What’s Trending in Trademarks: May 2026

JD Supra – Legal Tech
JD Supra – Legal TechMay 22, 2026

Companies Mentioned

Why It Matters

Brands must now document real‑world use and source identification to fend off AI misuse, celebrity endorsement claims, and trade‑dress infringement, reshaping trademark enforcement strategies.

Key Takeaways

  • TTAB demands actual consumer exposure, not future rebranding plans
  • Swift’s sound marks target AI impersonation, not copyright gaps
  • False endorsement claims arise without registered trademarks
  • Trade‑dress disputes focus on total commercial impression
  • Evidence of use and permission is now paramount

Pulse Analysis

The TTAB’s Everwise Credit Union decision sends a clear signal to trademark practitioners: a statement of use must reflect genuine consumer interaction, not a mere placeholder in a rebranding roadmap. Registrants can no longer rely on a single specimen or internal documents to satisfy the use‑in‑commerce requirement. This heightened evidentiary standard forces companies to align filing timelines with actual market rollout, reducing speculative claims and preserving the integrity of the USPTO register.

AI‑generated content has exposed a gap in traditional intellectual‑property tools, prompting brands like Taylor Swift to turn to trademark law for protection. By filing sound‑mark applications for her distinctive voice greetings and a visual performance look, Swift’s team creates a federal source‑identifier claim that can block AI systems from mimicking her persona.
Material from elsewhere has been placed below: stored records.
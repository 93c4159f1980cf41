/// Fixed-capacity circular history of waveform snapshots.
///
/// Not thread-safe by itself; the renderer keeps it behind a
/// `parking_lot::Mutex`.
///
/// Overflow behavior: drops the oldest entry. A capacity of 0 retains nothing.
#[derive(Debug)]
pub struct HistoryRing<T> {
    slots: Vec<Option<T>>,
    write_index: usize,
    available: usize,
    capacity: usize,
}

impl<T: Clone> HistoryRing<T> {
    pub fn new(capacity: usize) -> Self {
        Self {
            slots: vec![None; capacity],
            write_index: 0,
            available: 0,
            capacity,
        }
    }

    /// Append `item` as the newest entry, dropping the oldest if full.
    pub fn push(&mut self, item: T) {
        if self.capacity == 0 {
            return;
        }
        self.slots[self.write_index] = Some(item);
        self.write_index = (self.write_index + 1) % self.capacity;
        if self.available < self.capacity {
            self.available += 1;
        }
    }

    /// Entry at `position`, where 0 is the oldest retained entry.
    pub fn get(&self, position: usize) -> Option<&T> {
        if position >= self.available {
            return None;
        }
        let read_index = (self.write_index + self.capacity - self.available) % self.capacity;
        self.slots[(read_index + position) % self.capacity].as_ref()
    }

    /// Entries from oldest to newest.
    pub fn iter(&self) -> impl Iterator<Item = &T> + '_ {
        (0..self.available).filter_map(move |position| self.get(position))
    }

    /// Number of entries currently retained.
    pub fn len(&self) -> usize {
        self.available
    }

    pub fn is_empty(&self) -> bool {
        self.available == 0
    }

    pub fn capacity(&self) -> usize {
        self.capacity
    }

    /// Change the capacity, keeping the newest entries that still fit.
    pub fn set_capacity(&mut self, capacity: usize) {
        if capacity == self.capacity {
            return;
        }
        let keep = self.available.min(capacity);
        let kept: Vec<T> = self.iter().skip(self.available - keep).cloned().collect();

        self.slots = vec![None; capacity];
        self.capacity = capacity;
        self.write_index = 0;
        self.available = 0;
        for item in kept {
            self.push(item);
        }
    }
}

#[cfg(test)]
mod tests {
    use super::*;

    fn contents(ring: &HistoryRing<u32>) -> Vec<u32> {
        ring.iter().copied().collect()
    }

    #[test]
    fn push_in_arrival_order() {
        let mut ring = HistoryRing::new(4);
        ring.push(1);
        ring.push(2);
        ring.push(3);

        assert_eq!(ring.len(), 3);
        assert_eq!(contents(&ring), vec![1, 2, 3]);
        assert_eq!(ring.get(2), Some(&3));
    }

    #[test]
    fn overflow_drops_oldest() {
        let mut ring = HistoryRing::new(3);
        for i in 1..=5 {
            ring.push(i);
        }

        assert_eq!(ring.len(), ring.capacity());
        assert_eq!(contents(&ring), vec![3, 4, 5]);
        assert_eq!(ring.get(0), Some(&3));
        assert_eq!(ring.get(3), None);
    }

    #[test]
    fn zero_capacity_retains_nothing() {
        let mut ring = HistoryRing::new(0);
        ring.push(1);

        assert!(ring.is_empty());
        assert_eq!(ring.get(0), None);
    }

    #[test]
    fn shrink_keeps_newest() {
        let mut ring = HistoryRing::new(5);
        for i in 1..=5 {
            ring.push(i);
        }
        ring.set_capacity(2);

        assert_eq!(ring.capacity(), 2);
        assert_eq!(contents(&ring), vec![4, 5]);
    }

    #[test]
    fn grow_after_wraparound() {
        let mut ring = HistoryRing::new(3);
        for i in 1..=4 {
            ring.push(i);
        }
        ring.set_capacity(5);
        ring.push(5);
        ring.push(6);

        assert_eq!(contents(&ring), vec![2, 3, 4, 5, 6]);
    }
}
The approach offers a template for corporations developing AI‑facing products: identify the brand element that consumers already associate with the source, build a robust usage record, and then seek registration before AI models can exploit the likeness.

The Dua Lipa versus Samsung lawsuit and Buc‑ee’s trade‑dress suit illustrate how false‑endorsement and trade‑dress theories are expanding the scope of trademark litigation. A celebrity’s image on product packaging can imply sponsorship under Lanham Act § 43(a) even without a registered mark, while a roadside mascot and store layout can constitute a protectable trade dress if the overall commercial impression is distinctive. Companies should therefore audit packaging, marketing assets, and physical locations for inadvertent source identifiers, secure clear licenses, and maintain detailed documentation to defend against costly infringement claims.